In a similar vein, Ralph Martin, a Roman Catholic, speaks eloquently of the need to recover a spirit of faithfulness in searching the Scriptures for God’s truths.
Summons to Faith and Renewal is an excellent work in almost every regard, the type of book you want to force on, say, a modernist clergyman.
People of the Lie: The Hope for Healing Human Evil
By M. Scott Peck, M.D.
Publisher: Simon and Schuster
Pages: 269
Price: $14.95
Review Author: Larry Chapp
“This is not a nice book. It is about our dark side, and in large part about the very darkest members of our human community — those I frankly judge to be evil.” This, indeed, is not a nice book. It is however, a very good one. Dr. M. Scott Peck has produced a fascinating book on the psychology of human evil that is bound to raise the hackles of not a few pundits in the arena of modern psychology.
Peck writes from a Christian point of view, and the conceptual incommensurability between Peck’s methodological assumptions and those of most modern psychological “schools” becomes immediately apparent. As I read the book I was reminded of Paul Vitz’s observation that modern psychology has created “an interpretive framework of human nature which has profound anti-Christian consequences.” What Peck has done is competently to lay out a Christian challenge to this framework.
This book is different from most standard Christian approaches. Topics are not treated with that foot-in-mouth regressiveness that characterizes so much of current Christian criticism of the prevailing cultural winds. If secularist values are inhuman and gnostic, while Christian values are humanistic and integral, then we cannot be content simply to cast stones at the secularist’s glass house — we must be ready to show why Christian values are authentic. And therein lies the value of this book.

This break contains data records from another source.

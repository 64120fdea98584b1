use std::path::PathBuf;
use std::thread;

use anyhow::{bail, Result};
use clap::Parser;
use log::info;

use jstracepp::{Config, Preprocessor, TestcaseTrace};

/// Converts textual JavaScript execution traces into binary traces and
/// per-image symbol maps.
#[derive(Debug, Parser)]
#[command(name = "jstracepp", version, about)]
struct Args {
    /// Raw testcase trace files. `scripts.txt` and `prefix.trace` are
    /// expected next to them.
    #[arg(required = true, value_name = "TRACE")]
    traces: Vec<PathBuf>,

    /// Directory for the per-image .map files (created if absent).
    #[arg(long, value_name = "DIR")]
    map_directory: PathBuf,

    /// Directory for preprocessed binary traces.
    #[arg(long, value_name = "DIR")]
    output_directory: Option<PathBuf>,

    /// Persist preprocessed traces to the output directory.
    #[arg(long, requires = "output_directory")]
    store_traces: bool,

    /// Bit width of the column part of a source-position address (max 30).
    #[arg(long, default_value_t = jstracepp::config::DEFAULT_COLUMNS_BITS)]
    columns_bits: u32,
}

fn main() {
    env_logger::init();
    if let Err(e) = do_main() {
        eprintln!("Error: {:#}", e);
        std::process::exit(1);
    }
}

fn do_main() -> Result<()> {
    let args = Args::parse();
    let preprocessor = Preprocessor::new(Config {
        map_directory: args.map_directory,
        output_directory: args.output_directory,
        store_traces: args.store_traces,
        columns_bits: args.columns_bits,
    })?;

    // One worker per testcase, the same scheduling the pipeline driver uses.
    // The first worker to arrive runs the prefix pass; the rest wait at the
    // gate, then fan out.
    let mut failures = 0;
    thread::scope(|scope| {
        let handles: Vec<_> = args
            .traces
            .iter()
            .map(|path| {
                let preprocessor = &preprocessor;
                scope.spawn(move || (path, preprocessor.process_testcase(path)))
            })
            .collect();
        for handle in handles {
            let (path, result) = handle.join().expect("testcase worker panicked");
            match result {
                Ok(TestcaseTrace::Memory(bytes)) => {
                    info!("{}: {} bytes preprocessed", path.display(), bytes.len())
                }
                Ok(TestcaseTrace::File(output)) => {
                    info!("{}: wrote {}", path.display(), output.display())
                }
                Err(e) => {
                    failures += 1;
                    eprintln!("{}: {:#}", path.display(), e);
                }
            }
        }
    });

    preprocessor.write_map_files()?;
    if failures > 0 {
        bail!("{} testcase(s) failed", failures);
    }
    Ok(())
}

Peck does not uncritically reject the findings of the modern sciences of the mind, nor does he offer in their place simplistic nostrums. Indeed, Peck brings to his study of human evil a strongly held conviction that the rift that has developed between science and religion since the Galileo debacle is in urgent need of repair. Peck sees a synthesis between religion and science as absolutely essential to the health of both: “The end result of a science detached from religious insights and verities would appear to be the Strangelovian lunacy of the arms race — just as the end result of a religion unsubmitted to scientific self-doubt and scrutiny is the Rasputinian lunacy of Jonestown.”
This multifaceted scientific/Christian synthesis is evident in the overall structure of the book. The empirical foundation upon which Peck builds his theoretical structure is based on several case studies drawn from his own private practice. Far from being tangential anecdotes, they comprise an impressive array of scientifically studied psychological dysfunctions.
When you read this book one of the first things that strikes you is Peck’s undeniable Christian pragmatism. Peck is not content simply to dissect evil in the rarified abstractions so loved by philosophers, but so infuriating to the average man. We no longer live in the age of Aristotle, but the age of Dewey, and what modern man wants to know is quite simple: Does Christianity, in fact, “work”?
The attempt to verify the Christian world view experientially — by Peck and others like him — may prove to be the beginning of a movement that will do for secular psychology what Thomas did for Aristotle.